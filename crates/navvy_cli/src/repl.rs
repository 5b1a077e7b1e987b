use std::io::{BufRead, Write};

use anyhow::{Context, Result};
use navvy::{Navvy, NavvyError};

use crate::commands::{parse_slash_command, SlashCommand, HELP_TEXT};

pub const PROMPT: &str = "> ";

/// Outcome of handling one input line.
#[derive(Debug, Clone, Copy, PartialEq, Eq)]
pub enum Flow {
    Continue,
    Exit,
}

/// Reads lines from `input` until EOF or `/quit`.
pub fn run(navvy: &mut Navvy, mut input: impl BufRead, out: &mut dyn Write) -> Result<()> {
    let profile = navvy.profile();
    writeln!(
        out,
        "navvy on {} ({} / {}). Type /help for commands.",
        navvy.project_root().display(),
        profile.provider_id,
        profile.model_id
    )?;

    let mut line = String::new();
    loop {
        write!(out, "{PROMPT}")?;
        out.flush()?;

        line.clear();
        if input.read_line(&mut line).context("reading input")? == 0 {
            writeln!(out)?;
            return Ok(());
        }

        if handle_line(navvy, &line, out)? == Flow::Exit {
            return Ok(());
        }
    }
}

/// Dispatches a slash command or sends the line as a message.
///
/// Session errors are reported on `out` and do not end the loop; only
/// failures to write to `out` are returned.
pub fn handle_line(navvy: &mut Navvy, line: &str, out: &mut dyn Write) -> Result<Flow> {
    let text = line.trim();
    if text.is_empty() {
        return Ok(Flow::Continue);
    }

    let Some(command) = parse_slash_command(text) else {
        send(navvy, text, out)?;
        return Ok(Flow::Continue);
    };

    match command {
        SlashCommand::Help => writeln!(out, "{HELP_TEXT}")?,
        SlashCommand::History => {
            for message in navvy.get_history() {
                writeln!(out, "[{}] {}", message.role, message.content)?;
            }
        }
        SlashCommand::Clear => {
            navvy.clear_history();
            writeln!(out, "History cleared.")?;
        }
        SlashCommand::Commits => match navvy.list_commits() {
            Ok(commits) => {
                for commit in commits {
                    writeln!(out, "{commit}")?;
                }
            }
            Err(error) => report(out, &error)?,
        },
        SlashCommand::Undo(target) => match navvy.undo(target.as_deref()) {
            Ok(commit) => writeln!(out, "Reset to {commit}")?,
            Err(error) => report(out, &error)?,
        },
        SlashCommand::Quit => return Ok(Flow::Exit),
        SlashCommand::Unknown(command) => {
            writeln!(out, "Unknown command: {command}. {HELP_TEXT}")?;
        }
    }

    Ok(Flow::Continue)
}

fn send(navvy: &mut Navvy, text: &str, out: &mut dyn Write) -> Result<()> {
    let turn = match navvy.send_message(text) {
        Ok(turn) => turn,
        Err(error) => return report(out, &error),
    };

    for item in turn {
        match item {
            Ok(chunk) => {
                write!(out, "{chunk}")?;
                out.flush()?;
            }
            Err(error) => {
                writeln!(out)?;
                report(out, &error)?;
            }
        }
    }
    writeln!(out)?;

    Ok(())
}

fn report(out: &mut dyn Write, error: &NavvyError) -> Result<()> {
    tracing::debug!(fatal = error.is_fatal(), "turn error: {error:?}");
    writeln!(out, "error: {error}")?;
    Ok(())
}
───
[Work order] For this exercise, please copy exactly the lines of the material above from its first line through the line where "pub fn run(navvy: &mut" appears.

[Task response]
filename crates/navvy_cli/src/repl.rs
repository 5b1a077e7b1e987b
use std::io::{BufRead, Write};

use anyhow::{Context, Result};
use navvy::{Navvy, NavvyError};

use crate::commands::{parse_slash_command, SlashCommand, HELP_TEXT};

pub const PROMPT: &str = "> ";

/// Outcome of handling one input line.
#[derive(Debug, Clone, Copy, PartialEq, Eq)]
pub enum Flow {
    Continue,
    Exit,
}

/// Reads lines from `input` until EOF or `/quit`.
pub fn run(navvy: &mut Navvy, mut input: impl BufRead, out: &mut dyn Write) -> Result<()> {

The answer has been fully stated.